Patterns & anti-patterns
Organize around capabilities
Since stakeholders mainly care about capabilities, and that capabilities outlast team names, make them the anchor point for communications.
In this example an organization is using team names as the anchor point for communication. This presents some problems:
- stakeholders need to keep up to date with organizational changes around every capability they care about
- stakeholders need to keep up to date implementation details (which service enables a capability), and then find a team that owns this capaibilty
- similar names between teams can confuse communications
- all of the above mean that a large amount of energy needs to be spent to educate stakeholders about team changes whenever they happen
Anchoring communications on capability improves on most of these painpoints and has some desirable properties:
- Stakeholders do not need to know about either team names or how capabilities are implemented (e.g. which services exist).
- Team names become non-critical; this makes them cheaper to change and enables them to be used e.g. for team culture/identity.
- Moving capabilties between teams does not affect the rest of the system. That makes changes cheaper.
- Focus on capabilities reduces the risk of having orphan capabilities, and gives a mechanism to describe the system's full feature set.
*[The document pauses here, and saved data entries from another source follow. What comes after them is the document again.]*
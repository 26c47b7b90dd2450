use anyhow::Result;
use htc_flow::{App, Args, Exit, Settings};
use std::fs;
use std::path::Path;
use tempfile::tempdir;

/// The fake queue finishes every job the moment it's submitted.
const WORKFLOW: &str = "# two-step test workflow
**start
step_no = 1
cal_name = structure optimization
copy_which_step = 0
job_submission_command = echo 'Submitted batch job 42' > job_id && echo 'General timing and accounting informations for this job:' > OUTCAR && cp POSCAR CONTCAR && touch vasp.out vasp.err
job_query_command = echo 42
job_killing_command = true
where_to_parse_queue_id = job_id
re_to_parse_queue_id = Submitted batch job ([0-9]+)
**end

**start
step_no = 2
cal_name = scf
incar.NSW = 0
job_submission_command = echo 'Submitted batch job 43' > job_id && echo 'General timing and accounting informations for this job:' > OUTCAR && touch vasp.out vasp.err
job_query_command = echo 43
job_killing_command = true
where_to_parse_queue_id = job_id
re_to_parse_queue_id = Submitted batch job ([0-9]+)
**end
";

/// Submission only; the job stays "in the queue" until the test says otherwise.
const SLOW_WORKFLOW: &str = "**start
step_no = 1
cal_name = opt
job_submission_command = echo 'Submitted batch job 42' > job_id
job_query_command = echo 42
job_killing_command = true
where_to_parse_queue_id = job_id
re_to_parse_queue_id = Submitted batch job ([0-9]+)
**end
";

fn basic_args(root: &Path) -> Args {
    Args {
        root: root.to_str().expect("utf-8 tempdir").to_owned(),
        workflow: String::from("htc_setup"),
        workers: 2,
        max_running: 50,
        max_ready: 100,
        interval: 0,
        stagnation_limit: 1000,
        queue_miss_limit: 3,
        command_retries: 0,
        once: false,
        status_only: false,
        dry_run: false,
        verbose: 1,
    }
}

fn run(args: Args) -> Result<Exit> {
    simple_logging::log_to_stderr(log::LevelFilter::Debug);
    let settings: Settings = args.try_into()?;
    App::new(settings).run()
}

fn material(root: &Path, name: &str) -> Result<()> {
    let dir = root.join(name);
    fs::create_dir_all(&dir)?;
    fs::write(dir.join("INCAR"), "ENCUT = 520\nNSW = 60\n")?;
    fs::write(dir.join("POSCAR"), format!("{name} structure\n"))?;
    fs::write(dir.join("KPOINTS"), "Automatic\n0\nMonkhorst-Pack\n4 4 4\n")?;
    fs::write(dir.join("POTCAR"), "potential\n")?;
    Ok(())
}

/// A job that has just come back from the queue with `out` as its program output.
fn finished_job(root: &Path, incar: &str, out: &str) -> Result<std::path::PathBuf> {
    let job = root.join("Si/step_1_opt");
    fs::create_dir_all(&job)?;
    fs::write(job.join("INCAR"), incar)?;
    fs::write(job.join("POSCAR"), "Si structure\n")?;
    fs::write(job.join("__running__"), "42")?;
    fs::write(job.join("job_id"), "Submitted batch job 42\n")?;
    fs::write(job.join("out"), out)?;
    fs::write(job.join("vasp.out"), "")?;
    fs::write(job.join("vasp.err"), "")?;
    Ok(job)
}

#[test]
fn test_pipeline_runs_to_completion() -> Result<()> {
    let dir = tempdir()?;
    let root = dir.path();
    fs::write(root.join("htc_setup"), WORKFLOW)?;
    material(root, "Si")?;
    material(root, "Fe")?;

    assert_eq!(Exit::Finished, run(basic_args(root))?);

    for name in ["Si", "Fe"] {
        let folder = root.join(name);
        assert!(folder.join("__complete__").exists(), "{name} is marked complete");
        let opt = folder.join("step_1_structure_optimization");
        let scf = folder.join("step_2_scf");
        assert!(opt.join("__done__").exists());
        assert!(scf.join("__done__").exists());
        assert_eq!(format!("{name} structure\n"), fs::read_to_string(scf.join("POSCAR"))?);
        assert_eq!("ENCUT = 520\nNSW = 0\n", fs::read_to_string(scf.join("INCAR"))?);
        let log = fs::read_to_string(scf.join("htc_job.log"))?;
        assert!(log.contains("[submit]"));
        assert!(log.contains("running -> done"));
    }
    let report = fs::read_to_string(root.join("htc_job_status.txt"))?;
    assert!(report.contains("== done (4)"));

    dir.close()?;
    Ok(())
}

#[test]
fn test_error_is_corrected_and_resubmitted() -> Result<()> {
    let dir = tempdir()?;
    let root = dir.path();
    fs::write(root.join("htc_setup"), SLOW_WORKFLOW)?;
    let job = finished_job(
        root,
        "ISMEAR = -5\nENCUT = 400\n",
        " Routine TETIRR needs special values\n",
    )?;

    let mut args = basic_args(root);
    args.once = true;
    assert_eq!(Exit::SingleCycle, run(args)?);

    assert!(job.join("__running__").exists(), "job was resubmitted");
    assert_eq!(
        "ISMEAR = 0\nENCUT = 400\nSIGMA = 0.05\n",
        fs::read_to_string(job.join("INCAR"))?
    );
    assert!(job.join("error_folder/error_1/INCAR").is_file());
    assert!(!job.join("out").exists(), "old output was archived");
    let log = fs::read_to_string(job.join("htc_job.log"))?;
    for line in ["running -> error", "error -> killed", "killed -> ready", "ready -> running"] {
        assert!(log.contains(line), "log has '{line}'");
    }
    Ok(())
}

#[test]
fn test_uncorrectable_error_goes_manual() -> Result<()> {
    let dir = tempdir()?;
    let root = dir.path();
    fs::write(root.join("htc_setup"), SLOW_WORKFLOW)?;
    // already at the safe setting, so there is nothing left to try:
    let job = finished_job(root, "ISMEAR = 0\n", " Routine TETIRR needs special values\n")?;

    let mut args = basic_args(root);
    args.once = true;
    run(args)?;

    assert!(job.join("__manual__").exists());
    assert!(!job.join("__killed__").exists());
    Ok(())
}

#[test]
fn test_lost_job_goes_manual() -> Result<()> {
    let dir = tempdir()?;
    let root = dir.path();
    fs::write(root.join("htc_setup"), SLOW_WORKFLOW)?;
    let job = root.join("Si/step_1_opt");
    fs::create_dir_all(&job)?;
    fs::write(job.join("INCAR"), "")?;
    fs::write(job.join("__running__"), "")?;
    fs::write(job.join("job_id"), "Submitted batch job 99\n")?;

    let mut args = basic_args(root);
    args.queue_miss_limit = 2;
    // the first cycle only counts a miss, the second gives up; then nothing is active.
    assert_eq!(Exit::Finished, run(args)?);
    assert!(job.join("__manual__").exists());
    Ok(())
}

#[test]
fn test_status_only_and_dry_run() -> Result<()> {
    let dir = tempdir()?;
    let root = dir.path();
    fs::write(root.join("htc_setup"), SLOW_WORKFLOW)?;
    material(root, "Si")?;
    let job = finished_job(root, "ISMEAR = -5\n", " Routine TETIRR needs special values\n")?;

    let mut args = basic_args(root);
    args.dry_run = true;
    run(args)?;
    assert!(!root.join("htc_job_status.txt").exists());

    let mut args = basic_args(root);
    args.status_only = true;
    run(args)?;
    let report = fs::read_to_string(root.join("htc_job_status.txt"))?;
    assert!(report.contains("== running (1)"));

    // neither run touched the job:
    assert!(job.join("__running__").exists());
    assert!(!job.join("htc_job.log").exists());
    Ok(())
}

#[test]
fn test_stop_signal_is_kept() -> Result<()> {
    let dir = tempdir()?;
    let root = dir.path();
    fs::write(root.join("htc_setup"), SLOW_WORKFLOW)?;
    material(root, "Si")?;
    fs::write(root.join("__stop__"), "")?;
    fs::write(root.join("__scan_all__"), "")?;

    assert_eq!(Exit::Stopped, run(basic_args(root))?);
    assert!(root.join("__stop__").exists());
    assert!(!root.join("Si/step_1_opt").exists());
    Ok(())
}
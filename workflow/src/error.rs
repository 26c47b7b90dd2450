#[derive(Debug, thiserror::Error)]
pub enum Error {
    #[error("Block on line {0}: missing required key '{1}'")]
    MissingKey(usize, &'static str),
    #[error("Block on line {0}: unknown key '{1}'")]
    UnknownKey(usize, String),
    #[error("Block on line {0}: key '{1}' is defined more than once")]
    DuplicateKey(usize, String),
    #[error("Block on line {0}: invalid value '{2}' for key '{1}'")]
    InvalidValue(usize, &'static str, String),
    #[error("Block on line {0}: invalid regex for re_to_parse_queue_id: {1}")]
    InvalidRegex(usize, regex::Error),
    #[error("Block on line {0}: empty {1} file matcher (set a prefix or a suffix)")]
    EmptyMatcher(usize, &'static str),
    #[error("Block on line {0}: step_no must be at least 1")]
    StepZero(usize),
    #[error("Step {0} is defined more than once")]
    DuplicateStep(u32),
    #[error("Step {0} depends on step {1}, which is not defined")]
    UnknownDependency(u32, u32),
    #[error("Dependency cycle through step {0}")]
    Cycle(u32),
    #[error("Workflow file defines no stages")]
    Empty,
}
use colored::Colorize;

use status::{Buckets, Status};
use util::Timer;

use crate::settings::Settings;

/// All user-facing output of the distinguished worker goes through this struct.
pub struct Ui {
    /// -v setting, displays extra text info to user
    pub verbose: bool,
    /// keeps track of time for each cycle
    timer: Timer,
}

impl Ui {
    pub fn new(settings: &Settings) -> Self {
        Self {
            verbose: settings.verbose > 0,
            timer: Timer::now(),
        }
    }

    pub fn start_timer(&mut self) {
        if self.verbose {
            self.timer.reset();
        }
    }

    pub fn print_elapsed(&self, phase: &str) -> Result<(), std::time::SystemTimeError> {
        if self.verbose {
            self.timer.print_elapsed(phase)
        } else {
            Ok(())
        }
    }

    pub fn verbose_progress(&self, msg: &str) {
        if self.verbose {
            eprint!("{}... ", msg.magenta());
        }
    }

    pub fn done(&self) {
        if self.verbose {
            eprintln!("{}.", "done".green());
        }
    }

    pub fn signal(&self, name: &str) {
        eprintln!("{} {}", "Control signal".cyan(), name);
    }

    /// One line per cycle, with the counts that matter most.
    pub fn cycle_summary(&self, cycle: usize, buckets: &Buckets, submitted: usize, faults: usize) {
        let count = |status: &Status| buckets.count(status);
        let waiting = count(&Status::Ready) + count(&Status::PriorReady) + count(&Status::Vis);
        let done = count(&Status::Done)
            + count(&Status::DoneCleanedAnalyzed)
            + count(&Status::DoneFailedToCleanAnalyze);
        let mut line = format!(
            "cycle {cycle}: {} running, {} waiting, {} submitted, {} done",
            count(&Status::Running),
            waiting,
            submitted,
            done,
        );
        let errors = count(&Status::Error) + count(&Status::Killed);
        if errors > 0 {
            line.push_str(&format!(", {} {}", errors, "in error".yellow()));
        }
        let manual = count(&Status::Manual);
        if manual > 0 {
            line.push_str(&format!(", {} {}", manual, "manual".red()));
        }
        if faults > 0 {
            line.push_str(&format!(", {} {}", faults, "new faults".red()));
        }
        eprintln!("{line}");
    }

    /// Full per-bucket counts, used for status-only and dry runs.
    pub fn bucket_table(&self, buckets: &Buckets) {
        for (status, jobs) in buckets.iter() {
            eprintln!("{:>30} {}", status.to_string().bold(), jobs.len());
        }
        eprintln!("{:>30} {}", "total".bold(), buckets.total());
    }

    pub fn finished(&self, reason: &str) {
        eprintln!("\n{} {}.", "Finished:".green(), reason);
    }

    pub fn stopped(&self, reason: &str) {
        eprintln!("\n{} {}.", "Stopped:".yellow(), reason);
    }
}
Keep organization structure out of code
Your system code should describe domains/features/capabilities. You should avoid describing organization structure wherever possible.
com.mycompany.myorg.myteam.userservice;
class UserService { /* ... */};
This code:
- Would need to be refactored the namespace when the team or org changes. These changes can introduce bugs. Put another way, this system has a property that a change to a team name can potentially cause issues to their production service. This is a property we want to avoid.
- If you don't refactor/let the namespace become stale, then the namespaces become meaningless and potentially even confusing. Your code structure is working against you instead of helping you.
com.myproduct.mydomain.mycapability.userservice;
class UserService { /* ... */};
This code:
- Does not rely on organization structure. The owners of this code can be changed without needing to make changes to the code itself.
- Organizes by domain and capabilities. This makes it possible for someone to find how a feature is implemented without needing to know about your organizational structure.